___ Source records ___

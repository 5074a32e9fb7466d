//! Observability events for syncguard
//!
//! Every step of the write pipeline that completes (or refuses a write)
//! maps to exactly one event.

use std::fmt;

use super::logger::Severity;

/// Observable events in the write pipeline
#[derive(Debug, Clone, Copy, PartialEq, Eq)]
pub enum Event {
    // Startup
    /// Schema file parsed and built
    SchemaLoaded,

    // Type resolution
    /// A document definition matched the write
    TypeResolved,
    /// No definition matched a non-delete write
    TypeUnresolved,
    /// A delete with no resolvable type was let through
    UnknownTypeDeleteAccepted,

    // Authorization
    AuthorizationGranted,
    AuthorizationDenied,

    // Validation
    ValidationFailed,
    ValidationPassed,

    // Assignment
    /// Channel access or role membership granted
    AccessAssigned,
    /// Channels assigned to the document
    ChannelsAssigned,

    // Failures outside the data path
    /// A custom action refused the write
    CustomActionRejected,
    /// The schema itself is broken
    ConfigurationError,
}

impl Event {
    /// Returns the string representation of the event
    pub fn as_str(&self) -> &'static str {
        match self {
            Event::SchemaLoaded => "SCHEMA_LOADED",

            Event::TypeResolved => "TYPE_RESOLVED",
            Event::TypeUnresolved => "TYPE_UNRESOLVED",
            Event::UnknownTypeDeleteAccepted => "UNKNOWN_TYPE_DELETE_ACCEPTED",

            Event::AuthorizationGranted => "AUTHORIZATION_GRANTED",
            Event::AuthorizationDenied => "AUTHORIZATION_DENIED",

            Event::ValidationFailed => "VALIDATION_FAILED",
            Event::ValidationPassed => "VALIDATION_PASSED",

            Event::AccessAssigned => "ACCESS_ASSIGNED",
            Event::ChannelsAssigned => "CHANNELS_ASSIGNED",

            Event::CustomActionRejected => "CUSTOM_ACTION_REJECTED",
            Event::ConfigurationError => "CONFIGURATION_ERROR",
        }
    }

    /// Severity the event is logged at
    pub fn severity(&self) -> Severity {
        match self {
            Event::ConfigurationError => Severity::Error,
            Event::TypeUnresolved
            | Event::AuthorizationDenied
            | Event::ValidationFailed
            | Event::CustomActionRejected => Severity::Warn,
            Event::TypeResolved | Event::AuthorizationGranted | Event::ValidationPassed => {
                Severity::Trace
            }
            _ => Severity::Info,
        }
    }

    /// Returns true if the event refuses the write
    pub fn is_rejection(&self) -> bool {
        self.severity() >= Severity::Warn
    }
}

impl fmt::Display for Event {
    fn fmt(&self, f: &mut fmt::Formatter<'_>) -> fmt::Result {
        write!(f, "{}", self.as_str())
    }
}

___
___ Source records ___

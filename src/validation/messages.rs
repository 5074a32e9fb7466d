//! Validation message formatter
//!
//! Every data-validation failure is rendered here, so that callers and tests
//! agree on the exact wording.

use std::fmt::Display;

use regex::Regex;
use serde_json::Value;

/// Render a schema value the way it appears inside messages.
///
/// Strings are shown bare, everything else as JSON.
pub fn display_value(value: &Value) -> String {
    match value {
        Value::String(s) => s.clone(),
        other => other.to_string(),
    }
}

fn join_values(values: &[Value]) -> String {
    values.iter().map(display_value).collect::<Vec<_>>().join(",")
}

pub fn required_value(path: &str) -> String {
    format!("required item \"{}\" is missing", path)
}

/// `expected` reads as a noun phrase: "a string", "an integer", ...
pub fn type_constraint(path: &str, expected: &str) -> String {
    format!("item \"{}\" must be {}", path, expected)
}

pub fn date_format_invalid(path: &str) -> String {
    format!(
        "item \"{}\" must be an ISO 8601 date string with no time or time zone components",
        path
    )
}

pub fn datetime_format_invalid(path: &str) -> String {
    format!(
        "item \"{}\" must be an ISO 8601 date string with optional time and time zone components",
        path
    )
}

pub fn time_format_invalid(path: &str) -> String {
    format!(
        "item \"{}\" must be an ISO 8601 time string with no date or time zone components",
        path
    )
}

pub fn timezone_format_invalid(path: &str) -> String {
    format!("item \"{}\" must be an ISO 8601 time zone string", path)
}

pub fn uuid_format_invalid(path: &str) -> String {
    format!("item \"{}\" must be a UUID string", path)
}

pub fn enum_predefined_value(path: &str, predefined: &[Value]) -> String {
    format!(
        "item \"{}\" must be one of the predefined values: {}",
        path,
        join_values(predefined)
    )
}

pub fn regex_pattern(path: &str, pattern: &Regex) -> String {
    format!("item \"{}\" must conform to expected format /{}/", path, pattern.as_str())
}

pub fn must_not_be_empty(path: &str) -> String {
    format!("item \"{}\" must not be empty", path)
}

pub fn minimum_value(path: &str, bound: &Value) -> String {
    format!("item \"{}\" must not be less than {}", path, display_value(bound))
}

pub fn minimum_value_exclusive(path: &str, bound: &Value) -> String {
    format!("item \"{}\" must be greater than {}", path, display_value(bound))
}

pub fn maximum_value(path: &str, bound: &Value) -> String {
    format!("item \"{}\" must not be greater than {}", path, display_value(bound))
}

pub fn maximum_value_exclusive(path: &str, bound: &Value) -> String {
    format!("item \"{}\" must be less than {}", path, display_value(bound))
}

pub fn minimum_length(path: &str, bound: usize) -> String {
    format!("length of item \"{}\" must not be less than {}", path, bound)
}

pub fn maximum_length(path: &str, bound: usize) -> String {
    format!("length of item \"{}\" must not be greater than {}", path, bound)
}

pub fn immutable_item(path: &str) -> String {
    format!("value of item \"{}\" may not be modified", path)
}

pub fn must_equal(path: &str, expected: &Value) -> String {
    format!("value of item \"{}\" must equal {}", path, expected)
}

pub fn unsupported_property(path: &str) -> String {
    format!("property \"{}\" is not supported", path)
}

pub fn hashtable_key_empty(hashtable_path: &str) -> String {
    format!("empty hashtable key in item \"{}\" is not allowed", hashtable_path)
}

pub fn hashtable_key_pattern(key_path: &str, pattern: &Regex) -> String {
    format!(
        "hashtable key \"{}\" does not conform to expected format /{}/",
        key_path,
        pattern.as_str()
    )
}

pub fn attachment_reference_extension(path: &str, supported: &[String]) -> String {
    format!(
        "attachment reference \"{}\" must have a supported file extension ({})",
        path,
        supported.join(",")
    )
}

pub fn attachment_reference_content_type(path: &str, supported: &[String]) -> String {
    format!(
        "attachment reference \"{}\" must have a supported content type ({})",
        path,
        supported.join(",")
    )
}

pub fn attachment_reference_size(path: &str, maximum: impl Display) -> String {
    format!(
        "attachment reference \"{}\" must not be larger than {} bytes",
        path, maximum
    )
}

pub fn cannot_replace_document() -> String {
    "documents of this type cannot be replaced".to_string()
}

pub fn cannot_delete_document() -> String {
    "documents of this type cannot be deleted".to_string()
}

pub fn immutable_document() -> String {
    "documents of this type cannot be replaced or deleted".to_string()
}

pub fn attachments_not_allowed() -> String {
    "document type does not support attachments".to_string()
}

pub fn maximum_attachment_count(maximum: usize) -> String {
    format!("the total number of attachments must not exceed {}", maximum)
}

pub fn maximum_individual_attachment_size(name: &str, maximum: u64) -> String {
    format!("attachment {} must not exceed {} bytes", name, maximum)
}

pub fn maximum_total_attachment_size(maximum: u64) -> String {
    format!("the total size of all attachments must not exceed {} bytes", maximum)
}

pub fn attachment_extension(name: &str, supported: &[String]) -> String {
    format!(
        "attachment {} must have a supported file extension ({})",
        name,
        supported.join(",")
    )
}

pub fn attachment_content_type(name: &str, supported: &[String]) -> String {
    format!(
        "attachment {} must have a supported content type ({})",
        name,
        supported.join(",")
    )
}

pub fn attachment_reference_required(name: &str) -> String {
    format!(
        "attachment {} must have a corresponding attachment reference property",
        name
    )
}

___

Task details: Tally the lines in the records containing the string "data"; output only the tally.

Answer section: 2